Log in and check your site right now. It’s okay? Phew. Now make sure it stays safe.
And don’t use a password that is something like “password” or “123.” *eye roll* Yes – it might be easier to remember them that way, but that also makes you vulnerable to attack. Make sure you encrypt your passwords, and change them at least every 60 days or so. Not just your WordPress passwords either – change your email passwords, too. If you are using Google and have a lot of info stored on Google Docs, I am pretty sure you won’t want to lose any of that either.
TIP: Use a program that is credible to store all your passwords for you if you have trouble remembering like Dashlane. It’s free to host them on your phone/app. But you have to upgrade if you want them to be saved in the cloud (ex. – if you get a new phone, you NEED to write them down, they will NOT be automatically updated and saved).

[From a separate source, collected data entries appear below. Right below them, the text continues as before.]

#[cfg(test)]
mod tests {
    use super::*;
    use crate::domain::models::{FailureStage, VENDOR_OUI};
    use crate::infrastructure::bluetooth::protocol::MUTATION_OFFSETS;
    use crate::infrastructure::bluetooth::transport::fake::{RadioCall, RecordingTransport};

    fn settings() -> BeaconSettings {
        BeaconSettings {
            broadcast_hold_ms: None,
            ..BeaconSettings::default()
        }
    }

    fn controller(
        settings: BeaconSettings,
    ) -> (
        BeaconController<RecordingTransport>,
        RecordingTransport,
        mpsc::UnboundedReceiver<BeaconEvent>,
    ) {
        let transport = RecordingTransport::default();
        let (tx, rx) = mpsc::unbounded_channel();
        let controller = BeaconController::new(transport.clone(), settings, tx).unwrap();
        (controller, transport, rx)
    }

    fn drain(rx: &mut mpsc::UnboundedReceiver<BeaconEvent>) -> Vec<BeaconEvent> {
        let mut events = Vec::new();
        while let Ok(event) = rx.try_recv() {
            events.push(event);
        }
        events
    }

    #[tokio::test]
    async fn test_start_emits_base_frame() {
        let (mut c, radio, mut rx) = controller(settings());
        c.start(false).await;

        assert_eq!(c.state(), BeaconState::Transmitting);
        let frames = radio.log.lock().unwrap().emitted_frames();
        assert_eq!(frames.len(), 1);
        assert_eq!(frames[0], build_frame(&BASE_PAYLOAD).as_bytes().to_vec());
        assert_eq!(&frames[0][..7], &[0x02, 0x01, 0x06, 0x1B, 0x16, 0x6C, 0xFE]);

        let events = drain(&mut rx);
        assert_eq!(events.len(), 1);
        match &events[0] {
            BeaconEvent::TransmissionStarted { address, fuzz } => {
                assert!(!fuzz);
                assert_eq!(address.vendor_prefix(), VENDOR_OUI);
            }
            other => panic!("unexpected event {:?}", other),
        }
    }

    #[tokio::test]
    async fn test_first_fuzz_tick() {
        let (mut c, radio, mut rx) = controller(settings());
        c.start(true).await;
        assert_eq!(c.state(), BeaconState::TransmittingFuzzing);
        c.tick().await;

        assert_eq!(c.snapshot().counter, 1);
        let events = drain(&mut rx);
        assert!(events.contains(&BeaconEvent::FuzzTick {
            counter: 1,
            mutated_bytes: [0x00, 0x01, 0x00, 0x10],
        }));
        assert!(events.contains(&BeaconEvent::Pulse { fuzzed: true }));

        let frames = radio.log.lock().unwrap().emitted_frames();
        let payload = &frames.last().unwrap()[7..];
        for (i, byte) in payload.iter().enumerate() {
            if !MUTATION_OFFSETS.contains(&i) {
                assert_eq!(*byte, BASE_PAYLOAD[i]);
            }
        }
        assert_eq!(
            [payload[10], payload[11], payload[20], payload[21]],
            [0x00, 0x01, 0x00, 0x10]
        );
    }

    #[tokio::test]
    async fn test_plain_tick_reannounces_base() {
        let (mut c, radio, mut rx) = controller(settings());
        c.start(false).await;
        c.tick().await;
        c.tick().await;

        assert_eq!(c.snapshot().counter, 0);
        let frames = radio.log.lock().unwrap().emitted_frames();
        assert_eq!(frames.len(), 3);
        assert!(frames.iter().all(|f| f == &frames[0]));

        let pulses = drain(&mut rx)
            .into_iter()
            .filter(|e| *e == BeaconEvent::Pulse { fuzzed: false })
            .count();
        assert_eq!(pulses, 2);
    }

    #[tokio::test]
    async fn test_base_announced_before_fuzz_frame() {
        let (mut c, radio, _rx) = controller(BeaconSettings {
            announce_base_on_fuzz_tick: true,
            ..settings()
        });
        c.start(true).await;
        c.tick().await;

        let frames = radio.log.lock().unwrap().emitted_frames();
        let base = build_frame(&BASE_PAYLOAD).as_bytes().to_vec();
        let fuzzed = build_frame(&apply_mutation(&BASE_PAYLOAD, 1))
            .as_bytes()
            .to_vec();
        assert_eq!(frames, vec![base.clone(), base, fuzzed]);
    }

    #[tokio::test]
    async fn test_double_start_is_ignored() {
        let (mut c, _radio, mut rx) = controller(settings());
        c.start(true).await;
        c.start(false).await;

        assert_eq!(c.state(), BeaconState::TransmittingFuzzing);
        let started = drain(&mut rx)
            .into_iter()
            .filter(|e| matches!(e, BeaconEvent::TransmissionStarted { .. }))
            .count();
        assert_eq!(started, 1);
    }

    #[tokio::test]
    async fn test_double_stop_reports_once() {
        let (mut c, radio, mut rx) = controller(settings());
        c.start(false).await;
        assert!(c.stop());
        assert!(!c.stop());

        assert_eq!(c.state(), BeaconState::Idle);
        assert!(!radio.log.lock().unwrap().emitting);
        let stopped = drain(&mut rx)
            .into_iter()
            .filter(|e| *e == BeaconEvent::TransmissionStopped)
            .count();
        assert_eq!(stopped, 1);
    }

    #[tokio::test]
    async fn test_stop_while_idle_is_silent() {
        let (mut c, radio, mut rx) = controller(settings());
        assert!(!c.stop());
        assert!(drain(&mut rx).is_empty());
        assert!(radio.log.lock().unwrap().calls.is_empty());
    }

    #[tokio::test]
    async fn test_stop_returns_to_idle_from_both_modes() {
        for fuzz in [false, true] {
            let (mut c, _radio, _rx) = controller(settings());
            c.start(fuzz).await;
            c.tick().await;
            c.stop();
            assert_eq!(c.state(), BeaconState::Idle);
            assert_eq!(c.snapshot().address, None);
        }
    }

    #[tokio::test]
    async fn test_counter_wraps_after_full_cycle() {
        let (mut c, _radio, _rx) = controller(settings());
        c.start(true).await;
        for _ in 0..65_536u32 {
            c.tick().await;
        }

        assert_eq!(c.snapshot().counter, 0);
        assert_eq!(c.snapshot().last_mutation, Some(mutation_bytes(0)));
    }

    #[tokio::test]
    async fn test_restart_resets_counter_and_address() {
        let (mut c, radio, _rx) = controller(settings());
        c.start(true).await;
        c.tick().await;
        c.tick().await;
        let first = c.snapshot().address;
        assert_eq!(c.snapshot().counter, 2);

        c.stop();
        c.start(true).await;
        assert_eq!(c.snapshot().counter, 0);
        c.tick().await;
        assert_eq!(c.snapshot().counter, 1);

        // Every configure within a session used the same address
        let addresses = radio.log.lock().unwrap().configured_addresses();
        assert!(addresses[..3].iter().all(|a| Some(*a) == first));
    }

    #[tokio::test]
    async fn test_start_failure_stays_idle() {
        let (mut c, radio, mut rx) = controller(settings());
        radio.log.lock().unwrap().fail_configure = Some("interval".into());
        c.start(true).await;

        assert_eq!(c.state(), BeaconState::Idle);
        assert!(!radio.log.lock().unwrap().emitting);
        let events = drain(&mut rx);
        assert_eq!(events.len(), 1);
        match &events[0] {
            BeaconEvent::TransmissionFailed(reason) => {
                assert_eq!(reason.stage, FailureStage::Configuration)
            }
            other => panic!("unexpected event {:?}", other),
        }

        // No retry: the radio is left alone until the next start
        c.tick().await;
        assert_eq!(radio.log.lock().unwrap().emitted_frames().len(), 0);
    }

    #[tokio::test]
    async fn test_failed_fuzz_tick_keeps_session() {
        let (mut c, radio, mut rx) = controller(settings());
        c.start(true).await;
        drain(&mut rx);

        radio.log.lock().unwrap().fail_start = Some("busy".into());
        c.tick().await;
        assert_eq!(c.state(), BeaconState::TransmittingFuzzing);
        assert_eq!(c.snapshot().counter, 1);
        let events = drain(&mut rx);
        assert!(matches!(events[0], BeaconEvent::FuzzTick { counter: 1, .. }));
        assert!(matches!(
            &events[1],
            BeaconEvent::TransmissionFailed(r) if r.stage == FailureStage::Start
        ));

        radio.log.lock().unwrap().fail_start = None;
        c.tick().await;
        assert_eq!(c.snapshot().counter, 2);
        assert!(drain(&mut rx).contains(&BeaconEvent::Pulse { fuzzed: true }));
    }

    #[tokio::test]
    async fn test_hardware_address_policy() {
        let hw: DeviceAddress = "AA:BB:CC:DD:EE:FF".parse().unwrap();
        let transport = RecordingTransport {
            hardware: Some(hw),
            ..RecordingTransport::default()
        };
        let (tx, _rx) = mpsc::unbounded_channel();
        let mut c = BeaconController::new(
            transport.clone(),
            BeaconSettings {
                address_policy: AddressPolicy::HostHardwareAddress,
                ..settings()
            },
            tx,
        )
        .unwrap();

        c.start(false).await;
        assert_eq!(c.snapshot().address, Some(hw));
        assert_eq!(transport.log.lock().unwrap().configured_addresses(), vec![hw]);
    }

    #[tokio::test]
    async fn test_fixed_address_radio_uses_hardware_address() {
        let hw: DeviceAddress = "10:20:30:40:50:60".parse().unwrap();
        let transport = RecordingTransport {
            hardware: Some(hw),
            fixed_address: true,
            ..RecordingTransport::default()
        };
        let (tx, mut rx) = mpsc::unbounded_channel();
        let mut c = BeaconController::new(transport.clone(), settings(), tx).unwrap();

        c.start(true).await;
        assert_eq!(c.state(), BeaconState::TransmittingFuzzing);
        assert_eq!(c.snapshot().address, Some(hw));
        assert_eq!(transport.log.lock().unwrap().configured_addresses(), vec![hw]);
        assert!(matches!(
            drain(&mut rx).as_slice(),
            [BeaconEvent::TransmissionStarted { address, fuzz: true }] if *address == hw
        ));
    }

    #[tokio::test]
    async fn test_payload_rejected_on_start() {
        let (mut c, radio, mut rx) = controller(settings());
        radio.log.lock().unwrap().fail_payload = Some("too long".into());
        c.start(false).await;

        assert_eq!(c.state(), BeaconState::Idle);
        assert!(!radio.log.lock().unwrap().emitting);
        assert!(matches!(
            drain(&mut rx).as_slice(),
            [BeaconEvent::TransmissionFailed(r)] if r.stage == FailureStage::Payload
        ));
    }

    #[tokio::test]
    async fn test_payload_rejected_on_fuzz_tick() {
        let (mut c, radio, mut rx) = controller(settings());
        c.start(true).await;
        drain(&mut rx);

        radio.log.lock().unwrap().fail_payload = Some("too long".into());
        c.tick().await;

        assert_eq!(c.state(), BeaconState::TransmittingFuzzing);
        assert_eq!(c.snapshot().counter, 1);
        let events = drain(&mut rx);
        assert!(matches!(
            &events[..],
            [BeaconEvent::FuzzTick { counter: 1, .. }, BeaconEvent::TransmissionFailed(r)]
                if r.stage == FailureStage::Payload
        ));
    }

    #[tokio::test]
    async fn test_hardware_address_unavailable() {
        let (mut c, _radio, mut rx) = controller(BeaconSettings {
            address_policy: AddressPolicy::HostHardwareAddress,
            ..settings()
        });
        c.start(false).await;

        assert_eq!(c.state(), BeaconState::Idle);
        assert!(matches!(
            drain(&mut rx).as_slice(),
            [BeaconEvent::TransmissionFailed(_)]
        ));
    }

    #[tokio::test(start_paused = true)]
    async fn test_pulse_mode_turns_radio_off() {
        let (mut c, radio, _rx) = controller(BeaconSettings::default());
        let before = tokio::time::Instant::now();
        c.start(false).await;

        assert!(before.elapsed() >= Duration::from_millis(30));
        let log = radio.log.lock().unwrap();
        assert!(!log.emitting);
        assert_eq!(log.calls.last(), Some(&RadioCall::Stop));
    }

    #[tokio::test]
    async fn test_shutdown_releases_radio() {
        let (mut c, radio, mut rx) = controller(settings());
        c.start(false).await;
        c.shutdown();

        assert_eq!(c.state(), BeaconState::Idle);
        assert_eq!(
            radio.log.lock().unwrap().calls.last(),
            Some(&RadioCall::Release)
        );
        assert!(drain(&mut rx).contains(&BeaconEvent::TransmissionStopped));
    }

    #[test]
    fn test_invalid_settings_rejected() {
        let (tx, _rx) = mpsc::unbounded_channel();
        let result = BeaconController::new(
            RecordingTransport::default(),
            BeaconSettings {
                min_interval_ms: 5,
                ..BeaconSettings::default()
            },
            tx,
        );
        assert!(result.is_err());
    }
}
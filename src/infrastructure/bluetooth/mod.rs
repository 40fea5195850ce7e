//! Bluetooth Module
//!
//! Spoofed beacon advertising: frame layout, the transmit/fuzz state
//! machine and the radio backends it drives.
//!
//! ## Architecture
//!
//! ```text
//! ┌──────────────────────────────────────────────────────┐
//! │                    BeaconService                     │
//! │  (single task: operator commands + periodic ticks)   │
//! └─────────────────────────┬────────────────────────────┘
//!                           │
//!                           ▼
//!                ┌─────────────────────┐
//!                │  BeaconController   │
//!                │  - state / counter  │
//!                │  - session address  │
//!                └─────┬─────────┬─────┘
//!                      │         │
//!                      ▼         ▼
//!              ┌──────────┐  ┌─────────────────────┐
//!              │ Protocol │  │  BeaconTransport    │
//!              │ - frames │  │  - Windows publisher│
//!              │ - fuzzing│  │  - dry run          │
//!              └──────────┘  └─────────────────────┘
//! ```
//!
//! ## Modules
//!
//! - [`protocol`] - Advertisement layout and payload mutation
//! - [`transport`] - Radio abstraction and its error type
//! - [`controller`] - Transmit/fuzz state machine
//! - [`service`] - Task that schedules ticks and serializes commands
//! - [`dry_run`] - Transport that only logs
//! - `publisher` - Windows advertisement publisher (Windows only)

pub mod controller;
pub mod dry_run;
pub mod protocol;
#[cfg(windows)]
pub mod publisher;
pub mod service;
pub mod transport;

// Re-export main service for convenience
pub use service::{BeaconHandle, BeaconService};
use crate::domain::models::{AddressPolicy, ChannelMap, PowerLevel};
use serde::{Deserialize, Serialize};
use std::fs;
use std::path::{Path, PathBuf};
use std::time::Duration;
use thiserror::Error;

/// Legacy advertising interval limits (Bluetooth Core, 20 ms to 10.24 s)
pub const MIN_ADV_INTERVAL_MS: u16 = 20;
pub const MAX_ADV_INTERVAL_MS: u16 = 10240;

#[derive(Debug, Clone, Serialize, Deserialize)]
pub struct LogSettings {
    #[serde(default = "default_level")]
    pub level: String, // "trace", "debug", "info", "warn", "error"
    #[serde(default = "default_false")]
    pub file_logging_enabled: bool,
    #[serde(default = "default_true")]
    pub console_logging_enabled: bool,
    #[serde(default = "default_log_dir")]
    pub log_dir: String,
    #[serde(default = "default_prefix")]
    pub file_name_prefix: String,
    #[serde(default = "default_false")]
    pub show_file_line: bool,
    #[serde(default = "default_false")]
    pub show_thread_ids: bool,
    #[serde(default = "default_true")]
    pub show_target: bool,
    #[serde(default = "default_true")]
    pub ansi_colors: bool,
    #[serde(default = "default_rotation")]
    pub rotation: String, // "daily", "hourly", "minutely", "never"
}

impl Default for LogSettings {
    fn default() -> Self {
        Self {
            level: default_level(),
            file_logging_enabled: default_false(),
            console_logging_enabled: default_true(),
            log_dir: default_log_dir(),
            file_name_prefix: default_prefix(),
            show_file_line: default_false(),
            show_thread_ids: default_false(),
            show_target: default_true(),
            ansi_colors: default_true(),
            rotation: default_rotation(),
        }
    }
}

fn default_level() -> String {
    "info".to_string()
}
fn default_true() -> bool {
    true
}
fn default_false() -> bool {
    false
}
fn default_log_dir() -> String {
    "logs".to_string()
}
fn default_prefix() -> String {
    "axonapotamus".to_string()
}
fn default_rotation() -> String {
    "daily".to_string()
}

#[derive(Debug, Error, PartialEq, Eq)]
pub enum SettingsError {
    #[error(
        "advertising interval {min_ms}..{max_ms} ms must be ordered and within {}..={} ms",
        MIN_ADV_INTERVAL_MS,
        MAX_ADV_INTERVAL_MS
    )]
    InvalidInterval { min_ms: u16, max_ms: u16 },
    #[error("tick interval must be non-zero")]
    ZeroTickInterval,
    #[error("broadcast hold of {hold_ms} ms does not fit twice into the {tick_ms} ms tick")]
    HoldTooLong { hold_ms: u64, tick_ms: u64 },
}

/// Radio and cadence options, fixed for the lifetime of a controller
#[derive(Debug, Clone, Serialize, Deserialize)]
pub struct BeaconSettings {
    #[serde(default = "default_interval_ms")]
    pub min_interval_ms: u16,
    #[serde(default = "default_interval_ms")]
    pub max_interval_ms: u16,
    #[serde(default)]
    pub channel_map: ChannelMap,
    #[serde(default)]
    pub power_level: PowerLevel,
    #[serde(default)]
    pub address_policy: AddressPolicy,
    #[serde(default = "default_tick_interval_ms")]
    pub tick_interval_ms: u64,
    /// Pulse length after each start; `None` keeps the radio on between ticks
    #[serde(default = "default_broadcast_hold_ms")]
    pub broadcast_hold_ms: Option<u64>,
    #[serde(default = "default_false")]
    pub announce_base_on_fuzz_tick: bool,
}

impl Default for BeaconSettings {
    fn default() -> Self {
        Self {
            min_interval_ms: default_interval_ms(),
            max_interval_ms: default_interval_ms(),
            channel_map: ChannelMap::default(),
            power_level: PowerLevel::default(),
            address_policy: AddressPolicy::default(),
            tick_interval_ms: default_tick_interval_ms(),
            broadcast_hold_ms: default_broadcast_hold_ms(),
            announce_base_on_fuzz_tick: false,
        }
    }
}

fn default_interval_ms() -> u16 {
    20
}
fn default_tick_interval_ms() -> u64 {
    500
}
fn default_broadcast_hold_ms() -> Option<u64> {
    Some(30)
}

impl BeaconSettings {
    pub fn validate(&self) -> Result<(), SettingsError> {
        let range = MIN_ADV_INTERVAL_MS..=MAX_ADV_INTERVAL_MS;
        if !range.contains(&self.min_interval_ms)
            || !range.contains(&self.max_interval_ms)
            || self.min_interval_ms > self.max_interval_ms
        {
            return Err(SettingsError::InvalidInterval {
                min_ms: self.min_interval_ms,
                max_ms: self.max_interval_ms,
            });
        }

        if self.tick_interval_ms == 0 {
            return Err(SettingsError::ZeroTickInterval);
        }

        // A fuzz tick may pulse twice (base + mutated)
        if let Some(hold_ms) = self.broadcast_hold_ms {
            if hold_ms.saturating_mul(2) >= self.tick_interval_ms {
                return Err(SettingsError::HoldTooLong {
                    hold_ms,
                    tick_ms: self.tick_interval_ms,
                });
            }
        }

        Ok(())
    }

    pub fn tick_interval(&self) -> Duration {
        Duration::from_millis(self.tick_interval_ms)
    }

    pub fn broadcast_hold(&self) -> Option<Duration> {
        self.broadcast_hold_ms.map(Duration::from_millis)
    }
}

#[derive(Debug, Clone, Default, Serialize, Deserialize)]
pub struct Settings {
    #[serde(default)]
    pub beacon: BeaconSettings,

    // Logging Settings
    #[serde(default)]
    pub log_settings: LogSettings,
}

pub struct SettingsService {
    settings: Settings,
    settings_path: PathBuf,
    load_error: Option<String>,
}

impl SettingsService {
    pub fn new() -> anyhow::Result<Self> {
        let settings_path = Self::get_settings_path()?;
        Ok(Self::load_from(settings_path))
    }

    /// Load from an explicit path, falling back to defaults
    ///
    /// A file that exists but cannot be used is kept as [`Self::load_error`]
    /// so it can be reported once logging is up.
    pub fn load_from(settings_path: PathBuf) -> Self {
        let (settings, load_error) = match Self::load_from_file(&settings_path) {
            Ok(settings) => (settings, None),
            Err(e) if settings_path.exists() => (Settings::default(), Some(e.to_string())),
            Err(_) => (Settings::default(), None),
        };

        Self {
            settings,
            settings_path,
            load_error,
        }
    }

    fn get_settings_path() -> anyhow::Result<PathBuf> {
        let mut path = dirs::config_dir()
            .ok_or_else(|| anyhow::anyhow!("Could not determine config directory"))?;
        path.push("Axonapotamus");
        fs::create_dir_all(&path)?;
        path.push("settings.json");
        Ok(path)
    }

    fn load_from_file(path: &Path) -> anyhow::Result<Settings> {
        let contents = fs::read_to_string(path)?;
        let settings = serde_json::from_str(&contents)?;
        Ok(settings)
    }

    pub fn save(&self) -> anyhow::Result<()> {
        let json = serde_json::to_string_pretty(&self.settings)?;
        fs::write(&self.settings_path, json)?;
        Ok(())
    }

    pub fn load_error(&self) -> Option<&str> {
        self.load_error.as_deref()
    }

    pub fn path(&self) -> &Path {
        &self.settings_path
    }

    pub fn get(&self) -> &Settings {
        &self.settings
    }

    pub fn get_mut(&mut self) -> &mut Settings {
        &mut self.settings
    }
}
//! Dry-Run Transport
//!
//! Stands in for a radio on hosts without advertising support: every
//! frame that would have gone on air is written to the log instead.

use crate::domain::models::DeviceAddress;
use crate::infrastructure::bluetooth::protocol::{hex_string, AdvertisementFrame};
use crate::infrastructure::bluetooth::transport::{
    AdvertisingConfig, BeaconTransport, TransportError,
};
use tracing::{debug, info, trace};

#[derive(Debug, Default)]
pub struct DryRunTransport {
    hardware_address: Option<DeviceAddress>,
    config: Option<AdvertisingConfig>,
    frame: Option<AdvertisementFrame>,
    emitting: bool,
}

impl DryRunTransport {
    pub fn new() -> Self {
        Self::default()
    }

    /// Pretend the host radio owns `address`
    pub fn with_hardware_address(mut self, address: DeviceAddress) -> Self {
        self.hardware_address = Some(address);
        self
    }

    #[cfg(test)]
    pub fn is_emitting(&self) -> bool {
        self.emitting
    }
}

impl BeaconTransport for DryRunTransport {
    fn configure(&mut self, config: &AdvertisingConfig) -> Result<(), TransportError> {
        if self.config.as_ref() != Some(config) {
            debug!(
                "Dry run config: addr={} interval={}..{}ms channels={:#04x} power={}dBm",
                config.address,
                config.min_interval_ms,
                config.max_interval_ms,
                config.channel_map.bits(),
                config.power_level.dbm()
            );
        }
        self.config = Some(config.clone());
        Ok(())
    }

    fn set_payload(&mut self, frame: &AdvertisementFrame) -> Result<(), TransportError> {
        for (ad_type, value) in frame.ad_structures() {
            trace!("AD {:#04x}: {}", ad_type, hex_string(value));
        }
        self.frame = Some(frame.clone());
        Ok(())
    }

    fn start(&mut self) -> Result<(), TransportError> {
        let config = self
            .config
            .as_ref()
            .ok_or_else(|| TransportError::Start("not configured".to_string()))?;
        let frame = self
            .frame
            .as_ref()
            .ok_or_else(|| TransportError::Start("no payload".to_string()))?;

        if !self.emitting {
            info!("[dry run] {} -> {}", config.address, frame.to_hex());
        }
        self.emitting = true;
        Ok(())
    }

    fn stop(&mut self) {
        self.emitting = false;
    }

    fn hardware_address(&self) -> Result<DeviceAddress, TransportError> {
        self.hardware_address.ok_or_else(|| {
            TransportError::Unsupported("dry run has no hardware address".to_string())
        })
    }
}
//! Beacon Advertisement Protocol
//!
//! Wire layout of the spoofed advertisement and the counter-driven payload
//! mutation used while fuzzing.
//!
//! # Frame Structure (31 bytes, legacy advertising ceiling)
//!
//! ```text
//! [0]     : 0x02  AD length (flags)
//! [1]     : 0x01  AD type Flags
//! [2]     : 0x06  LE General Discoverable, BR/EDR not supported
//! [3]     : 0x1B  AD length (1 type + 2 uuid + 24 payload)
//! [4]     : 0x16  AD type Service Data, 16-bit UUID
//! [5-6]   : 0x6C 0xFE  service UUID 0xFE6C, little-endian
//! [7-30]  : 24 payload bytes
//! ```

/// Service data UUID of the impersonated protocol
pub const SERVICE_UUID: u16 = 0xFE6C;

pub const PAYLOAD_LEN: usize = 24;

/// Legacy advertising data limit
pub const MAX_FRAME_LEN: usize = 31;

pub const AD_TYPE_FLAGS: u8 = 0x01;
pub const AD_TYPE_SERVICE_DATA_16: u8 = 0x16;

/// LE General Discoverable | BR/EDR Not Supported
pub const FLAGS_VALUE: u8 = 0x06;

const SERVICE_DATA_LEN: u8 = (1 + 2 + PAYLOAD_LEN) as u8;

/// Payload offsets rewritten on every fuzz tick
pub const MUTATION_OFFSETS: [usize; 4] = [10, 11, 20, 21];

pub type Payload = [u8; PAYLOAD_LEN];

/// Unmodified payload identifying the impersonated device
pub const BASE_PAYLOAD: Payload = [
    0x01, 0x58, 0x38, 0x37, 0x30, 0x30, 0x32, 0x46, //
    0x50, 0x34, 0x01, 0x02, 0x00, 0x00, 0x00, 0x00, //
    0xCE, 0x1B, 0x33, 0x00, 0x00, 0x02, 0x00, 0x00,
];

/// A complete advertisement, replaced rather than edited
#[derive(Debug, Clone, PartialEq, Eq)]
pub struct AdvertisementFrame {
    bytes: [u8; MAX_FRAME_LEN],
}

impl AdvertisementFrame {
    pub fn as_bytes(&self) -> &[u8] {
        &self.bytes
    }

    /// Iterate the AD structures as `(ad_type, value)` pairs
    pub fn ad_structures(&self) -> AdStructures<'_> {
        AdStructures {
            remaining: &self.bytes,
        }
    }

    /// Space separated upper-case hex, for logs
    pub fn to_hex(&self) -> String {
        hex_string(&self.bytes)
    }
}

pub struct AdStructures<'a> {
    remaining: &'a [u8],
}

impl<'a> Iterator for AdStructures<'a> {
    type Item = (u8, &'a [u8]);

    fn next(&mut self) -> Option<Self::Item> {
        let (&len, rest) = self.remaining.split_first()?;
        let len = len as usize;
        // Zero length marks early termination of significant data
        if len == 0 || len > rest.len() {
            self.remaining = &[];
            return None;
        }
        let (structure, rest) = rest.split_at(len);
        self.remaining = rest;
        Some((structure[0], &structure[1..]))
    }
}

/// Build the flags + service-data advertisement around a 24-byte payload
pub fn build_frame(payload: &Payload) -> AdvertisementFrame {
    let mut bytes = [0u8; MAX_FRAME_LEN];
    let uuid = SERVICE_UUID.to_le_bytes();

    bytes[..7].copy_from_slice(&[
        0x02,
        AD_TYPE_FLAGS,
        FLAGS_VALUE,
        SERVICE_DATA_LEN,
        AD_TYPE_SERVICE_DATA_16,
        uuid[0],
        uuid[1],
    ]);
    bytes[7..].copy_from_slice(payload);

    AdvertisementFrame { bytes }
}

/// The four bytes a given counter writes at [`MUTATION_OFFSETS`]
///
/// The second pair is shifted by a nibble so two distinct protocol fields
/// see different bit patterns on the same tick.
pub fn mutation_bytes(counter: u16) -> [u8; 4] {
    [
        (counter >> 8) as u8,
        counter as u8,
        (counter >> 4) as u8,
        (counter << 4) as u8,
    ]
}

/// Copy of `base` with the mutation bytes for `counter` applied
pub fn apply_mutation(base: &Payload, counter: u16) -> Payload {
    let mut payload = *base;
    for (offset, byte) in MUTATION_OFFSETS.iter().zip(mutation_bytes(counter)) {
        payload[*offset] = byte;
    }
    payload
}

pub fn hex_string(bytes: &[u8]) -> String {
    bytes
        .iter()
        .map(|b| format!("{:02X}", b))
        .collect::<Vec<_>>()
        .join(" ")
}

Do it right now. Remember that scene from Sex and the City where Carrie “sad Mac-ed” and lost everything? It happens. Don’t lose your stuff! There are lots of ways to back up your site – usually your host will offer a nightly backup so look into it. Or, you can always save your own. I personally keep my own XML file on an external drive and I pull that once a month. Just so I have a back up of all my old posts and won’t lose them all. Plus, I know this is a CLEAN backup, so if I DO get infected, I’ll be able to reinstall an uninfected backup. You can save your own by going to Tool>Export>All Content.
Tip: If you’ve been blogging for a while, you might want to export in sections – the posts, photos, etc. individually. Sometimes if you have a lot of content, WordPress won’t like to do it all as a bulk upload and might crash, so just save yourself the stress!
Pay a company to back it up for you on the cloud like CodeGuard.com.
If you read anything about the WordPress hack, you’d know that they infiltrated all the sites through an OLD version of a plugin. WordPress doesn’t just send you updates for fun – they’re send for a reason. As soon as you’re asked to update your site, plugins, etc. DO SO. Also, take a quick walk through your website now – are there any plugins you aren’t using – DELETE. Mark it on your calendar to remind yourself to update your site at least once a month.
TIP: Install a security plugin. iThemes Security is a great way to get started that will put up some deterrents such as an away-mode disabling login feature, and changing the URLS for your WordPress login so it’s not as easy for an attempted hack. Another great one to check out is Wordfence.
Get started by running a check-up like Sucuri SiteCheck Scanner. This will tell you if you have any malware, out of date software, your blacklist status and more. Use a monitoring system that can put up a WAF (web application firewall) to protect your site like Cloudfare.com or Sucuri.net. Also, if you are infected, Sucuri is a the top security firm in WordPress right now to help you straighten things out. But, let’s hope we can avoid that!